The film suggests that Robert Crumb is a product of his childhood environment, which inevitably shaped his artistic inspiration.  Unfortunately, Crumb’s sisters declined to be interviewed for the film, so we never get to hear their perspective.  The other party that remains unheard is Crumb’s father, who was deceased at the time of the documentary.  His domineering presence still looms over the family like an unseen antagonist.  Interviews with his mother and two brothers provide valuable insight into his formative years.  Through their recollections, we’re able to construct a rich mosaic of his chaotic early years, and how that affected his outlook on life and future relationships.   The most tragic family figure is his older brother Charles, middle-aged and living at home with his mother, who was instrumental in pushing Robert into cartooning in the first place.  Brief glimpses of Charles’ artwork indicate a formidable, but unrealized talent.  He’s numbed by tranquilizers and antidepressants and afraid to leave the house, but his intelligence and wit manage to shine through.  We learn about the progression of his artwork and writing, as his mental state began to steadily deteriorate over time and he became less in tune with reality. *  Crumb’s younger brother Maxon is briefly seen.  He lives a quasi-monastic existence in a dingy hotel room in San Francisco, with a regimen that involves meditation and sitting on a bed of nails.  He has also built a name for himself, with his abstract, oddly fascinating paintings. 
* As a tragic but not entirely surprising footnote, Charles committed suicide shortly after Crumb was filmed.

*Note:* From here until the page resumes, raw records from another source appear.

use std::fmt::{Debug, Display, Formatter};
use std::sync::atomic::{AtomicBool, AtomicU64, Ordering};
use std::sync::{Arc, OnceLock};
use std::time::{Duration, Instant};

use dashmap::DashMap;
use futures::{SinkExt, StreamExt};
use tokio::io::{ReadHalf, WriteHalf};
use tokio::sync::{mpsc, oneshot};
use tokio_util::codec::{FramedRead, FramedWrite};
use tokio_util::sync::CancellationToken;
use tracing::{debug, info, warn};
use uuid::Uuid;

use grid_core::address::Address;
use grid_core::error::ClientError;
use grid_core::message::auth::AuthResponse;
use grid_core::message::ClientMessage;

use crate::codec::MessageCodec;
use crate::tls::MaybeTlsStream;

pub type ResponseResult = Result<ClientMessage, ClientError>;
pub type ResponseRx = oneshot::Receiver<ResponseResult>;

const SEND_QUEUE_CAPACITY: usize = 10000;

#[derive(Debug)]
pub enum ConnectionEvent {
    /// A member pushed message not bound to any invocation.
    Event {
        connection: Connection,
        message: ClientMessage,
    },
    Closed {
        connection: Connection,
        reason: String,
    },
}

/// A live session with one member. Cloning is cheap and every clone refers to
/// the same session.
#[derive(Clone)]
pub struct Connection {
    inner: Arc<ConnectionInner>,
}

struct ConnectionInner {
    id: u64,
    address: Address,
    auth: OnceLock<AuthResponse>,
    tx: mpsc::Sender<ClientMessage>,
    in_flight: DashMap<u64, oneshot::Sender<ResponseResult>>,
    alive: AtomicBool,
    closed: CancellationToken,
    created: Instant,
    last_read_millis: AtomicU64,
    last_write_millis: AtomicU64,
    events: mpsc::UnboundedSender<ConnectionEvent>,
}

impl Connection {
    pub fn spawn(
        id: u64,
        address: Address,
        stream: MaybeTlsStream,
        codec: MessageCodec,
        events: mpsc::UnboundedSender<ConnectionEvent>,
    ) -> Self {
        let (read_half, write_half) = tokio::io::split(stream);
        let (connection, rx) = Self::new(id, address, events, SEND_QUEUE_CAPACITY);
        tokio::spawn(connection.clone().receive_loop(FramedRead::new(read_half, codec)));
        tokio::spawn(connection.clone().send_loop(FramedWrite::new(write_half, codec), rx));
        connection
    }

    fn new(
        id: u64,
        address: Address,
        events: mpsc::UnboundedSender<ConnectionEvent>,
        queue_capacity: usize,
    ) -> (Self, mpsc::Receiver<ClientMessage>) {
        let (tx, rx) = mpsc::channel(queue_capacity);
        let connection = Self {
            inner: Arc::new(ConnectionInner {
                id,
                address,
                auth: OnceLock::new(),
                tx,
                in_flight: DashMap::new(),
                alive: AtomicBool::new(true),
                closed: CancellationToken::new(),
                created: Instant::now(),
                last_read_millis: AtomicU64::new(0),
                last_write_millis: AtomicU64::new(0),
                events,
            }),
        };
        (connection, rx)
    }

    pub fn id(&self) -> u64 {
        self.inner.id
    }

    pub fn address(&self) -> &Address {
        &self.inner.address
    }

    /// Member that authenticated this connection.
    pub fn member(&self) -> Option<Uuid> {
        self.inner.auth.get().map(|auth| Uuid::from_u128(auth.member_uuid))
    }

    pub fn cluster_id(&self) -> Option<Uuid> {
        self.inner.auth.get().map(|auth| Uuid::from_u128(auth.cluster_id))
    }

    pub fn auth(&self) -> Option<&AuthResponse> {
        self.inner.auth.get()
    }

    pub(crate) fn bind(&self, auth: AuthResponse) {
        if self.inner.auth.set(auth).is_err() {
            warn!("{} is already authenticated, ignore new authentication", self);
        }
    }

    pub fn is_alive(&self) -> bool {
        self.inner.alive.load(Ordering::SeqCst)
    }

    pub fn in_flight(&self) -> usize {
        self.inner.in_flight.len()
    }

    pub fn since_last_read(&self) -> Duration {
        self.elapsed_since(&self.inner.last_read_millis)
    }

    pub fn since_last_write(&self) -> Duration {
        self.elapsed_since(&self.inner.last_write_millis)
    }

    fn elapsed_since(&self, mark: &AtomicU64) -> Duration {
        let now = self.inner.created.elapsed();
        now.saturating_sub(Duration::from_millis(mark.load(Ordering::Relaxed)))
    }

    fn touch(&self, mark: &AtomicU64) {
        mark.store(self.inner.created.elapsed().as_millis() as u64, Ordering::Relaxed);
    }

    /// Registers the request in the in-flight table and queues it for writing.
    /// `ConnectionUnavailable` means nothing was queued; once `Ok` is returned
    /// the receiver is always completed, with `TargetDisconnected` if the
    /// connection dies first.
    pub async fn send(&self, message: ClientMessage) -> Result<ResponseRx, ClientError> {
        if !self.is_alive() {
            return Err(self.unavailable());
        }
        let correlation_id = message.correlation_id;
        let (tx, rx) = oneshot::channel();
        self.inner.in_flight.insert(correlation_id, tx);
        // removes the entry again if this future is dropped while the queue is full
        let mut registration = Registration {
            connection: self,
            correlation_id,
            armed: true,
        };
        if !self.is_alive() {
            return Err(self.unavailable());
        }
        match self.inner.tx.send(message).await {
            Ok(_) => {
                registration.armed = false;
                Ok(rx)
            }
            // close() may have completed the receiver already
            Err(_) if registration.release() => Err(self.unavailable()),
            Err(_) => Ok(rx),
        }
    }

    /// Drops a pending invocation whose caller stopped waiting.
    pub fn deregister(&self, correlation_id: u64) -> bool {
        self.inner.in_flight.remove(&correlation_id).is_some()
    }

    fn unavailable(&self) -> ClientError {
        ClientError::ConnectionUnavailable(format!("{} is closed", self))
    }

    /// Marks the connection dead, fails every in-flight invocation and reports
    /// the closure once.
    pub fn close(&self, reason: impl Into<String>) {
        if !self.inner.alive.swap(false, Ordering::SeqCst) {
            return;
        }
        let reason = reason.into();
        self.inner.closed.cancel();
        let pending: Vec<u64> = self.inner.in_flight.iter().map(|e| *e.key()).collect();
        for correlation_id in pending {
            if let Some((_, tx)) = self.inner.in_flight.remove(&correlation_id) {
                let _ = tx.send(Err(ClientError::TargetDisconnected(format!("{} closed: {}", self, reason))));
            }
        }
        info!("{} closed: {}", self, reason);
        let _ = self.inner.events.send(ConnectionEvent::Closed {
            connection: self.clone(),
            reason,
        });
    }

    async fn receive_loop(self, mut framed: FramedRead<ReadHalf<MaybeTlsStream>, MessageCodec>) {
        let reason = loop {
            tokio::select! {
                _ = self.inner.closed.cancelled() => {
                    return;
                }
                frame = framed.next() => {
                    match frame {
                        Some(Ok(message)) => {
                            self.touch(&self.inner.last_read_millis);
                            self.dispatch(message);
                        }
                        Some(Err(error)) => {
                            warn!("decode {} frame error {:?}, drop current connection", self, error);
                            break format!("read error {}", error);
                        }
                        None => {
                            break "closed by peer".to_string();
                        }
                    }
                }
            }
        };
        self.close(reason);
    }

    fn dispatch(&self, message: ClientMessage) {
        if message.is_event() {
            let _ = self.inner.events.send(ConnectionEvent::Event {
                connection: self.clone(),
                message,
            });
            return;
        }
        match self.inner.in_flight.remove(&message.correlation_id) {
            Some((_, tx)) => {
                let _ = tx.send(Ok(message));
            }
            None => {
                debug!("{} drop response {}, nobody is waiting for it", self, message);
            }
        }
    }

    async fn send_loop(
        self,
        mut framed: FramedWrite<WriteHalf<MaybeTlsStream>, MessageCodec>,
        mut rx: mpsc::Receiver<ClientMessage>,
    ) {
        loop {
            let message = tokio::select! {
                _ = self.inner.closed.cancelled() => {
                    break;
                }
                message = rx.recv() => message,
            };
            let Some(message) = message else {
                break;
            };
            let correlation_id = message.correlation_id;
            match framed.send(message).await {
                Ok(_) => {
                    self.touch(&self.inner.last_write_millis);
                }
                Err(error) if error.downcast_ref::<std::io::Error>().is_some() => {
                    warn!("send message to {} error {:?}, drop current connection", self, error);
                    self.close(format!("write error {}", error));
                    break;
                }
                Err(error) => {
                    warn!("encode message {} for {} error {:?}", correlation_id, self, error);
                    if let Some((_, tx)) = self.inner.in_flight.remove(&correlation_id) {
                        let _ = tx.send(Err(ClientError::serialization(error)));
                    }
                }
            }
        }
        let _ = framed.close().await;
    }
}

/// In-flight entry owned by a `send` that has not queued its request yet.
struct Registration<'a> {
    connection: &'a Connection,
    correlation_id: u64,
    armed: bool,
}

impl Registration<'_> {
    /// Removes the entry now, `false` if someone else completed it first.
    fn release(&mut self) -> bool {
        self.armed = false;
        self.connection.deregister(self.correlation_id)
    }
}

impl Drop for Registration<'_> {
    fn drop(&mut self) {
        if self.armed {
            self.connection.deregister(self.correlation_id);
        }
    }
}

impl Display for Connection {
    fn fmt(&self, f: &mut Formatter<'_>) -> std::fmt::Result {
        match self.member() {
            None => write!(f, "Connection[{}]({})", self.inner.id, self.inner.address),
            Some(member) => write!(f, "Connection[{}]({}, {})", self.inner.id, self.inner.address, member),
        }
    }
}

impl Debug for Connection {
    fn fmt(&self, f: &mut Formatter<'_>) -> std::fmt::Result {
        f.debug_struct("Connection")
            .field("id", &self.inner.id)
            .field("address", &self.inner.address)
            .field("member", &self.member())
            .field("alive", &self.is_alive())
            .field("in_flight", &self.inner.in_flight.len())
            .finish()
    }
}

impl PartialEq for Connection {
    fn eq(&self, other: &Self) -> bool {
        Arc::ptr_eq(&self.inner, &other.inner)
    }
}

impl Eq for Connection {}
#[cfg(test)]
mod tests {
    use std::sync::Arc;
    use std::time::Duration;

    use futures::{SinkExt, StreamExt};
    use tokio::net::TcpListener;
    use tokio::task::JoinHandle;
    use tokio_util::codec::Framed;
    use uuid::Uuid;

    use grid_core::address::{Address, Endpoint};
    use grid_core::member::Member;
    use grid_core::message::auth::{AuthResponse, AuthStatus};
    use grid_core::message::{ClientMessage, CorrelationIds, OpCode};

    use crate::authenticator::Authenticator;
    use crate::codec::MessageCodec;
    use crate::registry::{ConnectionRegistry, RegistryEvent};
    use crate::transport::Transport;

    /// Accepts connections and authenticates them as `member`, closing each
    /// after `hold`.
    async fn fake_member(member: Uuid, hold: Duration) -> anyhow::Result<(Address, JoinHandle<()>)> {
        let listener = TcpListener::bind("127.0.0.1:0").await?;
        let address = Address::new("127.0.0.1", listener.local_addr()?.port());
        let advertised = address.clone();
        let handle = tokio::spawn(async move {
            while let Ok((stream, _)) = listener.accept().await {
                let advertised = advertised.clone();
                tokio::spawn(async move {
                    let mut framed = Framed::new(stream, MessageCodec::new(1 << 20));
                    let deadline = tokio::time::sleep(hold);
                    tokio::pin!(deadline);
                    loop {
                        tokio::select! {
                            _ = &mut deadline => break,
                            frame = framed.next() => {
                                let Some(Ok(request)) = frame else { break };
                                if request.op == OpCode::Authenticate {
                                    let auth = AuthResponse {
                                        status: AuthStatus::Authenticated,
                                        member_uuid: member.as_u128(),
                                        cluster_id: 1,
                                        address: advertised.clone(),
                                        partition_count: 271,
                                    };
                                    let Ok(response) = ClientMessage::response(request.correlation_id, &auth) else { break };
                                    if framed.send(response).await.is_err() {
                                        break;
                                    }
                                }
                            }
                        }
                    }
                });
            }
        });
        Ok((address, handle))
    }

    fn registry() -> (ConnectionRegistry, tokio::sync::mpsc::UnboundedReceiver<RegistryEvent>) {
        let authenticator = Authenticator::builder()
            .cluster_name("dev")
            .client_uuid(Uuid::new_v4())
            .client_name("test")
            .smart_routing(true)
            .build();
        ConnectionRegistry::new(
            Transport::plain(Duration::from_secs(2)),
            authenticator,
            Arc::new(CorrelationIds::new()),
            1 << 20,
        )
    }

    #[tokio::test]
    async fn test_connect_is_idempotent() -> anyhow::Result<()> {
        let uuid = Uuid::new_v4();
        let (address, _server) = fake_member(uuid, Duration::from_secs(60)).await?;
        let (registry, _events) = registry();
        let member = Member::new(uuid, Endpoint::new(address.clone()));
        let (a, b) = tokio::join!(registry.connect(&member), registry.connect(&member));
        let (a, b) = (a?, b?);
        assert_eq!(a, b);
        assert_eq!(registry.connect_to_address(&address).await?, a);
        assert_eq!(registry.all().len(), 1);
        assert_eq!(registry.get(&uuid), Some(a));
        Ok(())
    }

    #[tokio::test]
    async fn test_member_mismatch_rejected() -> anyhow::Result<()> {
        let (address, _server) = fake_member(Uuid::new_v4(), Duration::from_secs(60)).await?;
        let (registry, _events) = registry();
        let member = Member::new(Uuid::new_v4(), Endpoint::new(address));
        assert!(registry.connect(&member).await.is_err());
        assert!(registry.is_empty());
        Ok(())
    }

    #[tokio::test]
    async fn test_closed_connection_removed_and_reported() -> anyhow::Result<()> {
        let uuid = Uuid::new_v4();
        let (address, _server) = fake_member(uuid, Duration::from_millis(300)).await?;
        let (registry, mut events) = registry();
        let connection = registry.connect_to_address(&address).await?;
        assert_eq!(connection.member(), Some(uuid));
        match tokio::time::timeout(Duration::from_secs(5), events.recv()).await? {
            Some(RegistryEvent::ConnectionClosed { member, remaining, .. }) => {
                assert_eq!(member, uuid);
                assert_eq!(remaining, 0);
            }
            other => panic!("unexpected event {:?}", other),
        }
        assert!(registry.get(&uuid).is_none());
        assert!(registry.all().is_empty());
        Ok(())
    }

    #[tokio::test]
    async fn test_close_all() -> anyhow::Result<()> {
        let uuid = Uuid::new_v4();
        let (address, _server) = fake_member(uuid, Duration::from_secs(60)).await?;
        let (registry, _events) = registry();
        let connection = registry.connect_to_address(&address).await?;
        registry.close_all("shutdown");
        assert!(!connection.is_alive());
        assert!(registry.is_empty());
        assert!(registry.connect_to_address(&address).await.is_err());
        Ok(())
    }

    #[tokio::test]
    async fn test_connect_locks_are_released() -> anyhow::Result<()> {
        let uuid = Uuid::new_v4();
        let (address, _server) = fake_member(uuid, Duration::from_secs(60)).await?;
        let (registry, _events) = registry();
        let member = Member::new(uuid, Endpoint::new(address.clone()));
        let (a, b) = tokio::join!(registry.connect(&member), registry.connect_to_address(&address));
        a?;
        b?;
        assert!(registry.inner.connecting.is_empty());

        let listener = std::net::TcpListener::bind("127.0.0.1:0")?;
        let refused = Address::new("127.0.0.1", listener.local_addr()?.port());
        drop(listener);
        for _ in 0..3 {
            assert!(registry.connect_to_address(&refused).await.is_err());
        }
        assert!(registry.inner.connecting.is_empty());

        let waiting = registry.connect_slot(&address);
        let held = waiting.acquire().await;
        let cancelled = tokio::time::timeout(Duration::from_millis(50), registry.connect_to_address(&address)).await;
        assert!(cancelled.is_err());
        assert_eq!(registry.inner.connecting.len(), 1);
        drop(held);
        drop(waiting);
        assert!(registry.inner.connecting.is_empty());
        Ok(())
    }
}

Compared to his siblings, Crumb has been able to confront his inner demons, to lead a reasonably normal existence.  We get the feeling that his painfully autobiographical artwork is a form of self-administered therapy.  He taps into the things that are usually left hidden away in a corner of our minds.  Most of us would rather keep our base fears and anxieties bottled up, but Crumb honestly confronts the darker confines of his psyche.   His art doesn’t invite apathy.  Because of his fearless approach, he’s invited equal amounts of praise and scorn.  Some critics have accused him of being misogynistic or borderline racist, and Zwigoff acknowledges this.  We hear from one of his detractors, Deidre English, who dissects one of his more contentious pieces, “Joe Blow,” labeling it “over the line.” 

Crumb never puts its subject on a pedestal, nor condemns him, but does what exceptional documentaries do.  We see the artist as a human being instead of a caricature.  His work appears superficially offensive, but there’s a deeper context, even if it’s only apparent to Crumb himself.   His aesthetic is driven by his fetishistic vision of the ideal woman, simultaneously reflecting his fear and reverence of the opposite sex.  He’s a man of many contradictions, helping to usher in a modern era of comic art, but displaying contempt for the new (He seems like someone from another era, wearing a straw hat and collecting ancient jazz 78s.).  It’s virtually impossible to adequately represent anyone in two hours, but Crumb probably serves as the most complete primer we’re likely to ever see.  The misanthropic, cantankerous and reclusive Robert Crumb is a true original, who doesn’t beg for our pity or understanding.